Where do we go from here?
It is important to recognise the need for a reflective learning cycle within the Sri Lankan governance system. The proportional representation system of election is currently under much scrutiny, with a proposed Constitutional amendment reforming the electoral system currently in the works. Adequate systems must be in place to prevent a similar situation occurring as with what happened when the 18th Amendment was enacted, whereby core and essential democratic checks such as limits on terms of power were successfully removed.
How do we stop this from happening again? Given the recent discussions regarding the potential implementation of a new Constitution, the time is right to have a frank discussion about the National List and how legislation can be implemented to ensure that the process functions according to original intended desire. This is one of the vital building blocks in the creation of a robust system of checks that is less vulnerable to abuses that have slipped through in the past.
Potential legislative safeguards
It is clearly evident that a ‘moral onus’ as such is not enough to prevent the National List appointment process from being abused by political party leaders.

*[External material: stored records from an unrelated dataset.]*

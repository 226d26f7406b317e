use crate::{Disk, Error, Result};

/// 位图区域，记录其指示区域的分配情况。
///
/// 第 `n` 位位于区域内第 `n / 8` 字节，掩码为 `1 << (n % 8)`；置 1 表示已分配。
#[derive(Debug, Clone, Copy, PartialEq, Eq)]
pub struct Bitmap {
    /// 位图的起始块
    start_block: u32,
    /// 位图占用块数
    blocks: u32,
    /// 有效位数，其后的位永远不会被分配
    capacity: u32,
}

impl Bitmap {
    #[inline]
    pub fn new(start_block: u32, blocks: u32, capacity: u32) -> Self {
        Self {
            start_block,
            blocks,
            capacity,
        }
    }

    /// 位图所指示区域的总位数
    #[inline]
    pub fn capacity(&self) -> u32 {
        self.capacity
    }

    /// 清零整个位图区域，再把前 `reserved` 位标记为已分配
    pub fn init(&self, disk: &Disk, reserved: u32) -> Result<()> {
        let block_size = disk.block_size() as usize;
        let mut area = vec![0u8; self.blocks as usize * block_size];
        for bit in 0..reserved.min(self.capacity) as usize {
            area[bit / 8] |= 1 << (bit % 8);
        }

        for (block_index, chunk) in area.chunks(block_size).enumerate() {
            disk.write_block(self.start_block + block_index as u32, 0, chunk)?;
        }

        log::debug!(
            "bitmap initialized: start={} blocks={} reserved={reserved}",
            self.start_block,
            self.blocks
        );
        Ok(())
    }

    /// 读-改-写该位所在的字节
    pub fn set(&self, disk: &Disk, bit: u32, used: bool) -> Result<()> {
        let (block, offset, mask) = self.locate(disk, bit)?;
        let mut byte = [0];
        disk.read_block(block, offset, &mut byte)?;

        if used {
            byte[0] |= mask;
        } else {
            byte[0] &= !mask;
        }

        disk.write_block(block, offset, &byte)
    }

    pub fn get(&self, disk: &Disk, bit: u32) -> Result<bool> {
        let (block, offset, mask) = self.locate(disk, bit)?;
        let mut byte = [0];
        disk.read_block(block, offset, &mut byte)?;
        Ok(byte[0] & mask != 0)
    }

    /// 自 0 号位起线性查找第一个空闲位。
    /// 若位图的空间用尽，则返回 [`Error::NoSpace`]。
    pub fn find_free(&self, disk: &Disk) -> Result<u32> {
        let block_size = disk.block_size() as usize;
        let mut data = vec![0; block_size];

        for block_index in 0..self.blocks {
            disk.read_block(self.start_block + block_index, 0, &mut data)?;

            let Some(bit) = data.iter().enumerate().find_map(|(byte_index, &bits)| {
                (bits != u8::MAX).then(|| {
                    block_index as usize * block_size * 8
                        + byte_index * 8
                        + bits.trailing_ones() as usize
                })
            }) else {
                continue;
            };

            // 末尾多出来的位不属于指示区域
            return if bit < self.capacity as usize {
                Ok(bit as u32)
            } else {
                Err(Error::NoSpace)
            };
        }

        Err(Error::NoSpace)
    }

    /// 找到空闲位并立即标记为已分配
    pub fn alloc(&self, disk: &Disk) -> Result<u32> {
        let bit = self.find_free(disk)?;
        self.set(disk, bit, true)?;
        Ok(bit)
    }

    /// 已分配的位数
    pub fn count_used(&self, disk: &Disk) -> Result<u32> {
        let block_size = disk.block_size() as usize;
        let mut data = vec![0; block_size];
        let mut used = 0;

        for block_index in 0..self.blocks {
            disk.read_block(self.start_block + block_index, 0, &mut data)?;
            used += data.iter().map(|bits| bits.count_ones()).sum::<u32>();
        }

        Ok(used.min(self.capacity))
    }

    /// 编号最大的已分配位
    pub fn last_used(&self, disk: &Disk) -> Result<Option<u32>> {
        let block_size = disk.block_size() as usize;
        let mut data = vec![0; block_size];

        for block_index in (0..self.blocks).rev() {
            disk.read_block(self.start_block + block_index, 0, &mut data)?;

            if let Some((byte_index, &bits)) =
                data.iter().enumerate().rev().find(|(_, bits)| **bits != 0)
            {
                let bit = block_index as usize * block_size * 8
                    + byte_index * 8
                    + (7 - bits.leading_zeros() as usize);
                return Ok(Some((bit as u32).min(self.capacity.saturating_sub(1))));
            }
        }

        Ok(None)
    }
}

impl Bitmap {
    /// 求出某位所在的块、块内偏移与掩码
    fn locate(&self, disk: &Disk, bit: u32) -> Result<(u32, usize, u8)> {
        if bit >= self.capacity {
            return Err(Error::OutOfRange {
                offset: bit as u64,
                len: 1,
            });
        }

        let block_size = disk.block_size();
        let byte = bit / 8;
        Ok((
            self.start_block + byte / block_size,
            (byte % block_size) as usize,
            1 << (bit % 8),
        ))
    }
}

There is a clear rationale for the implementation of potential legislative measures, such as the prevention of candidates who have run for General Election from being simultaneously permitted to enter Parliament via the National List in the event of being unsuccessful. The National List is not a ‘few extra seats’ for each party, but has a very specific and important purpose.
Furthermore, it may be prudent to create the need for an additional check on candidates nominated by parties, in the form of an approval by a President, Constitutional Council or other independent body, in the spirit of verifying professional expertise and contribution towards society.
In addition, there is a case to be made for a minimum level of educational attainment to be stipulated when entering Parliament through the National List. This is, after all, the reason why this system was created. Detractors may argue that this policy is discriminatory – why should someone who has been deprived of an education be deprived this opportunity? The reality, however, is that the National List is a democratically privileged process. It gives priority to those who, through their professional expertise, are able to serve more effectively in the best interests of the country.
It is facile to argue that this system as a whole is discriminatory, as anyone of any socioeconomic background is free to run for General Election, regardless of education. The National List is not ‘just another way into Parliament’, but a system that needs to be closely monitored and secured in any event of compromise. It is a system that exists to take our country forward more effectively and safely, but in its current state of vulnerability, is being exploited by unscrupulous individuals in a gross perversion of our democratic system. In a time of potential Constitutional upheaval, it’s time to strike whilst the proverbial iron is hot.
(The writer, MA (Cantab) MB BChir, is a Cambridge-educated medical doctor and research scientist. Malinga is a former Head Prefect of Colombo International School and a past President of the Cambridge University Sri Lanka Society.)